I have often wondered why Winston Peters' supporters are so geographically bound. As Peters gained nearly 15% of the party vote in the Maori seats in 2002, does the northern north island concentration represent his Maori constituency in the general seats, as these areas have reasonable Maori populations as a percentage? But given his vote, there must be more to it than this. Any thoughts?

While much as been said of the threat of the Maori party to Labour and the Greens, no one appears to have pointed out that NZ First's vote could be drained by the Maori party, especially given his stance on the seabed and foreshore issue. Given his policies I have always found it strange why Peters attracts support from Maori - it seems more than a little insulting to claim it can be explained in terms of just 'face' value.

And as for NZF's worst seats - the educated liberal electorates absolutely loathe and detest Peters. With good reason, Mr Powell.

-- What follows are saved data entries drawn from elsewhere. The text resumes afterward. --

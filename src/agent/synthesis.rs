//! Synthesis engine: one model call for the final report, with a
//! deterministic offline fallback.
//!
//! Synthesis never fails the run. When the model call errors, the engine
//! returns [`fallback_report`] — a templated brief built purely from the run
//! state and the failure reason, producible with no external calls.

use std::fmt::Write;

use tracing::{info, warn};

use super::message::{ChatRequest, user_message};
use super::prompt::{build_synthesis_prompt, preview};
use super::provider::LlmProvider;
use super::state::AgentState;
use crate::config::Settings;
use crate::error::AgentError;

/// Sources listed per evidence list in the fallback report.
const MAX_FALLBACK_SOURCES: usize = 5;
/// Preview length per internal source in the fallback report.
const FALLBACK_PREVIEW_CHARS: usize = 100;

/// Produces the final research brief.
#[derive(Debug, Clone)]
pub struct SynthesisEngine {
    model: String,
    temperature: f32,
    max_tokens: u32,
}

impl SynthesisEngine {
    /// Creates an engine from agent configuration.
    #[must_use]
    pub fn new(settings: &Settings) -> Self {
        Self {
            model: settings.llm_model.clone(),
            temperature: settings.llm_temperature,
            max_tokens: settings.synthesis_max_tokens,
        }
    }

    /// Generates the final report, falling back to the offline template on
    /// any model failure.
    pub async fn synthesize(&self, provider: &dyn LlmProvider, state: &AgentState) -> String {
        match self.request_report(provider, state).await {
            Ok(report) => {
                info!("research brief generated");
                report
            }
            Err(e) => {
                warn!(error = %e, "synthesis failed, using fallback report");
                fallback_report(state, &e.to_string())
            }
        }
    }

    async fn request_report(
        &self,
        provider: &dyn LlmProvider,
        state: &AgentState,
    ) -> Result<String, AgentError> {
        let prompt = build_synthesis_prompt(state);
        let request = ChatRequest {
            model: self.model.clone(),
            messages: vec![user_message(&prompt)],
            temperature: Some(self.temperature),
            max_tokens: Some(self.max_tokens),
        };
        let response = provider.chat(&request).await?;
        Ok(response.content)
    }
}

/// Builds the deterministic fallback report.
///
/// Pure function of the run state and the failure reason: given the same
/// evidence lists and message, the output is byte-for-byte reproducible.
#[must_use]
pub fn fallback_report(state: &AgentState, failure: &str) -> String {
    let mut internal = String::new();
    if state.internal_evidence.is_empty() {
        internal.push_str("- No internal sources used");
    } else {
        for (i, chunk) in state
            .internal_evidence
            .iter()
            .take(MAX_FALLBACK_SOURCES)
            .enumerate()
        {
            if i > 0 {
                internal.push('\n');
            }
            let _ = write!(internal, "- {}", preview(chunk, FALLBACK_PREVIEW_CHARS));
        }
    }

    let mut external = String::new();
    if state.external_evidence.is_empty() {
        external.push_str("- No external sources used");
    } else {
        for (i, result) in state
            .external_evidence
            .iter()
            .take(MAX_FALLBACK_SOURCES)
            .enumerate()
        {
            if i > 0 {
                external.push('\n');
            }
            let _ = write!(external, "- [{}]({})", result.title, result.url);
        }
    }

    format!(
        "# Research Brief: {query}\n\n\
         ## Summary\n\n\
         An error occurred during synthesis. Below is a basic summary of the gathered information.\n\n\
         ## Process\n\n\
         - Steps taken: {steps}\n\
         - Internal sources consulted: {internal_count}\n\
         - External sources consulted: {external_count}\n\n\
         ## Sources\n\n\
         ### Internal Knowledge Base\n\
         {internal}\n\n\
         ### External Web Search\n\
         {external}\n\n\
         ## Error\n\n\
         Synthesis failed: {failure}\n",
        query = state.query,
        steps = state.step,
        internal_count = state.internal_evidence.len(),
        external_count = state.external_evidence.len(),
        internal = internal,
        external = external,
        failure = failure,
    )
}
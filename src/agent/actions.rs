//! Evidence-gathering actions.
//!
//! Both actions share a contract: they always increment `step`, they record
//! a tool call for every attempt they make, and they never fail the run —
//! an error becomes a tool-call record with `is_error` set and the loop
//! moves on.

use tracing::{debug, warn};

use super::state::{Action, AgentState, ToolCallRecord};
use crate::index::{Embedder, VectorIndex};
use crate::web::{WebSearchProvider, WebSearchRequest};

/// Resolves the search query for an action: the latest decision's argument
/// when present, the research query otherwise.
fn search_query(state: &AgentState) -> String {
    state
        .last_decision()
        .filter(|d| !d.action_input.is_empty())
        .map_or_else(|| state.query.clone(), |d| d.action_input.clone())
}

/// Runs the internal similarity search against the resolved index.
///
/// With no index available (no corpus configured) the action is a skip:
/// `step` advances, nothing else changes. An embedding failure records an
/// error tool call; evidence and the success tool call are appended
/// together, so their counts stay consistent.
pub async fn run_internal_search(
    state: &mut AgentState,
    index: Option<&VectorIndex>,
    embedder: &dyn Embedder,
    top_k: usize,
    score_threshold: Option<f32>,
) {
    let Some(index) = index else {
        debug!("no corpus configured, skipping internal search");
        state.step += 1;
        return;
    };

    let query = search_query(state);

    match embedder.embed(std::slice::from_ref(&query)).await {
        Ok(vectors) => {
            let hits = vectors
                .first()
                .map(|v| index.search(v, top_k, score_threshold))
                .unwrap_or_default();
            let chunks: Vec<String> = hits.into_iter().map(|h| h.content).collect();

            debug!(query = %query, hits = chunks.len(), "internal search completed");
            state.tool_calls.push(ToolCallRecord {
                tool_name: Action::SearchInternal.as_str().to_string(),
                input: query,
                output: serde_json::to_string(&chunks)
                    .unwrap_or_else(|_| format!("{} results retrieved", chunks.len())),
                is_error: false,
            });
            state.internal_evidence.extend(chunks);
        }
        Err(e) => {
            warn!(error = %e, "internal search failed");
            state.tool_calls.push(ToolCallRecord {
                tool_name: Action::SearchInternal.as_str().to_string(),
                input: query,
                output: e.to_string(),
                is_error: true,
            });
        }
    }

    state.step += 1;
}

/// Runs the external web search.
///
/// A missing provider (no API key configured) and a failed call both record
/// an error tool call; successful results land in `external_evidence`.
pub async fn run_web_search(
    state: &mut AgentState,
    provider: Option<&dyn WebSearchProvider>,
    top_k: usize,
) {
    let query = search_query(state);

    let outcome = match provider {
        Some(provider) => {
            let request = WebSearchRequest::new(query.clone(), top_k);
            provider.search(&request).await
        }
        None => Err(crate::error::AgentError::ApiKeyMissing {
            name: "TAVILY_API_KEY".to_string(),
        }),
    };

    match outcome {
        Ok(results) => {
            debug!(query = %query, results = results.len(), "web search completed");
            state.tool_calls.push(ToolCallRecord {
                tool_name: Action::WebSearch.as_str().to_string(),
                input: query,
                output: serde_json::to_string(&results)
                    .unwrap_or_else(|_| format!("{} results retrieved", results.len())),
                is_error: false,
            });
            state.external_evidence.extend(results);
        }
        Err(e) => {
            warn!(error = %e, "web search failed");
            state.tool_calls.push(ToolCallRecord {
                tool_name: Action::WebSearch.as_str().to_string(),
                input: query,
                output: e.to_string(),
                is_error: true,
            });
        }
    }

    state.step += 1;
}

#[cfg(test)]
#[allow(clippy::panic)]
mod tests {
    use super::*;
    use crate::agent::state::{DecisionRecord, WebResult};
    use crate::error::{AgentError, IndexError};
    use async_trait::async_trait;

    struct FixedEmbedder {
        fail: bool,
    }

    #[async_trait]
    impl Embedder for FixedEmbedder {
        fn model(&self) -> &str {
            "fixed"
        }

        async fn embed(&self, texts: &[String]) -> Result<Vec<Vec<f32>>, IndexError> {
            if self.fail {
                return Err(IndexError::Embedding {
                    message: "embed down".to_string(),
                });
            }
            Ok(texts.iter().map(|_| vec![1.0, 0.0]).collect())
        }
    }

    struct FixedWeb {
        result: Result<Vec<WebResult>, String>,
    }

    #[async_trait]
    impl WebSearchProvider for FixedWeb {
        async fn search(
            &self,
            _request: &WebSearchRequest,
        ) -> Result<Vec<WebResult>, AgentError> {
            match &self.result {
                Ok(results) => Ok(results.clone()),
                Err(msg) => Err(AgentError::WebSearch {
                    message: msg.clone(),
                }),
            }
        }
    }

    fn state_with_decision(action: Action, input: &str) -> AgentState {
        let mut state = AgentState::new("base query", None, 10);
        state.decision_trace.push(DecisionRecord {
            step: 0,
            thought: "t".to_string(),
            action,
            action_input: input.to_string(),
        });
        state
    }

    async fn built_index(embedder: &dyn Embedder) -> (tempfile::TempDir, VectorIndex) {
        let corpus = tempfile::TempDir::new().unwrap_or_else(|e| panic!("tempdir: {e}"));
        std::fs::write(corpus.path().join("doc.md"), "relevant content here")
            .unwrap_or_else(|e| panic!("write: {e}"));
        let index = VectorIndex::build(corpus.path(), crate::index::Chunker::new(1000, 200), embedder)
            .await
            .unwrap_or_else(|e| panic!("build: {e}"));
        (corpus, index)
    }

    #[tokio::test]
    async fn test_internal_search_appends_evidence_and_step() {
        let embedder = FixedEmbedder { fail: false };
        let (_corpus, index) = built_index(&embedder).await;
        let mut state = state_with_decision(Action::SearchInternal, "content");

        run_internal_search(&mut state, Some(&index), &embedder, 5, None).await;

        assert_eq!(state.step, 1);
        assert_eq!(state.tool_calls.len(), 1);
        assert!(!state.tool_calls[0].is_error);
        assert_eq!(state.tool_calls[0].input, "content");
        assert_eq!(state.internal_evidence.len(), 1);
        assert!(state.internal_evidence[0].contains("relevant content"));
    }

    #[tokio::test]
    async fn test_internal_search_skip_without_index() {
        let embedder = FixedEmbedder { fail: false };
        let mut state = state_with_decision(Action::SearchInternal, "x");

        run_internal_search(&mut state, None, &embedder, 5, None).await;

        assert_eq!(state.step, 1);
        assert!(state.tool_calls.is_empty());
        assert!(state.internal_evidence.is_empty());
    }

    #[tokio::test]
    async fn test_internal_search_embed_failure_records_error() {
        let good = FixedEmbedder { fail: false };
        let (_corpus, index) = built_index(&good).await;
        let failing = FixedEmbedder { fail: true };
        let mut state = state_with_decision(Action::SearchInternal, "x");

        run_internal_search(&mut state, Some(&index), &failing, 5, None).await;

        assert_eq!(state.step, 1);
        assert_eq!(state.tool_calls.len(), 1);
        assert!(state.tool_calls[0].is_error);
        assert!(state.tool_calls[0].output.contains("embed down"));
        assert!(state.internal_evidence.is_empty());
    }

    #[tokio::test]
    async fn test_web_search_appends_results() {
        let provider = FixedWeb {
            result: Ok(vec![WebResult {
                title: "T".to_string(),
                url: "https://example.com".to_string(),
                content: "c".to_string(),
                relevance_score: Some(0.9),
                published_date: None,
            }]),
        };
        let mut state = state_with_decision(Action::WebSearch, "rust");

        run_web_search(&mut state, Some(&provider), 5).await;

        assert_eq!(state.step, 1);
        assert_eq!(state.external_evidence.len(), 1);
        assert!(!state.tool_calls[0].is_error);
        assert_eq!(state.tool_calls[0].input, "rust");
    }

    #[tokio::test]
    async fn test_web_search_failure_records_error_and_advances() {
        let provider = FixedWeb {
            result: Err("network down".to_string()),
        };
        let mut state = state_with_decision(Action::WebSearch, "rust");

        run_web_search(&mut state, Some(&provider), 5).await;

        assert_eq!(state.step, 1);
        assert!(state.external_evidence.is_empty());
        assert!(state.tool_calls[0].is_error);
        assert!(state.tool_calls[0].output.contains("network down"));
    }

    #[tokio::test]
    async fn test_web_search_without_provider_records_missing_key() {
        let mut state = state_with_decision(Action::WebSearch, "rust");

        run_web_search(&mut state, None, 5).await;

        assert_eq!(state.step, 1);
        assert!(state.tool_calls[0].is_error);
        assert!(state.tool_calls[0].output.contains("TAVILY_API_KEY"));
    }

    #[tokio::test]
    async fn test_search_query_falls_back_to_research_query() {
        let provider = FixedWeb { result: Ok(vec![]) };
        let mut state = AgentState::new("base query", None, 10);

        run_web_search(&mut state, Some(&provider), 5).await;

        assert_eq!(state.tool_calls[0].input, "base query");
    }
}
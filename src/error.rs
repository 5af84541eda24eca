//! Error types for the research agent.
//!
//! Two families: [`AgentError`] for provider, credential, and web-search
//! failures, and [`IndexError`] for corpus and retrieval-index failures.
//! Per-step failures (reasoning, action, synthesis) are absorbed at the
//! component boundary and converted into fallback values; only configuration
//! and index-build errors are allowed to abort a run.

use std::path::PathBuf;

use thiserror::Error;

/// Errors from LLM providers, credentials, and the web-search layer.
#[derive(Debug, Error)]
pub enum AgentError {
    /// A required API key is not configured.
    #[error("{name} not configured. Set it in .env file or environment.")]
    ApiKeyMissing {
        /// Environment variable name of the missing key.
        name: String,
    },

    /// An API request failed (transport error, non-2xx status, SDK error).
    #[error("API request failed: {message}")]
    ApiRequest {
        /// Error description from the transport or SDK.
        message: String,
        /// HTTP status code, when one was received.
        status: Option<u16>,
    },

    /// The model returned an empty completion.
    #[error("model returned an empty response")]
    EmptyResponse,

    /// The configured provider name is not supported.
    #[error("unsupported provider: {name}")]
    UnsupportedProvider {
        /// The unrecognized provider name.
        name: String,
    },

    /// A web-search provider call failed.
    #[error("web search failed: {message}")]
    WebSearch {
        /// Error description from the provider.
        message: String,
    },
}

/// Errors from corpus loading and the retrieval index lifecycle.
#[derive(Debug, Error)]
pub enum IndexError {
    /// The corpus location does not exist.
    #[error("corpus path does not exist: {path}")]
    CorpusMissing {
        /// The missing path.
        path: PathBuf,
    },

    /// The corpus location is not a directory.
    #[error("corpus path is not a directory: {path}")]
    NotADirectory {
        /// The offending path.
        path: PathBuf,
    },

    /// The corpus yielded zero loadable documents.
    #[error("no documents found in {path}")]
    NoDocuments {
        /// The corpus directory that was scanned.
        path: PathBuf,
    },

    /// Embedding generation failed.
    #[error("embedding failed: {message}")]
    Embedding {
        /// Error description from the embedding backend.
        message: String,
    },

    /// A persisted index could not be loaded.
    #[error("failed to load index: {message}")]
    Load {
        /// Error description.
        message: String,
    },

    /// The persisted index was built with a different embedding model.
    #[error("index was built with embedding model '{found}', expected '{expected}'")]
    ModelMismatch {
        /// Model the current configuration expects.
        expected: String,
        /// Model recorded in the index metadata.
        found: String,
    },

    /// Writing the index artifact failed.
    #[error("failed to persist index: {message}")]
    Persist {
        /// Error description.
        message: String,
    },

    /// Filesystem I/O error.
    #[error("I/O error: {0}")]
    Io(#[from] std::io::Error),
}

I hope Winston looses Tauranga, I really do. The less our MMP electoral system is distorted by egotistical upstarts in single electorates the better. Lets lower the threshold from 5%, but do away with the silly rule that allows those who win one electorate to bring their cronies in with them*. Lets encourage parties to base themselves on clear policy and principles - this is what party votes are meant to be about after all.

* Germany requires parties to win at least 3 electorate seats (or 5%) to gain list seats.